* WORK INSTRUCTION *
Show all lines from the records below in which the string "ConfigError" is present.

[Extracted data entries]
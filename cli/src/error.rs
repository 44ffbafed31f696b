//! Unified error handling for the binary.

use crate::config::ConfigError;

/// Application error type.
#[derive(Debug, thiserror::Error)]
pub enum CliError {
    #[error("Configuration error: {0}")]
    Config(#[from] ConfigError),

    #[error("Engine error: {0}")]
    Engine(#[from] tandem_engine::Error),

    #[error("JSON error: {0}")]
    Json(#[from] serde_json::Error),

    #[error("I/O error: {0}")]
    Io(#[from] std::io::Error),

    #[error("replicas did not settle after {0} sync passes")]
    NotSettled(usize),
}

/// Result type alias using CliError.
pub type Result<T> = std::result::Result<T, CliError>;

* SOLUTION TO THIS PROBLEM *
use crate::config::ConfigError;
    Config(#[from] ConfigError),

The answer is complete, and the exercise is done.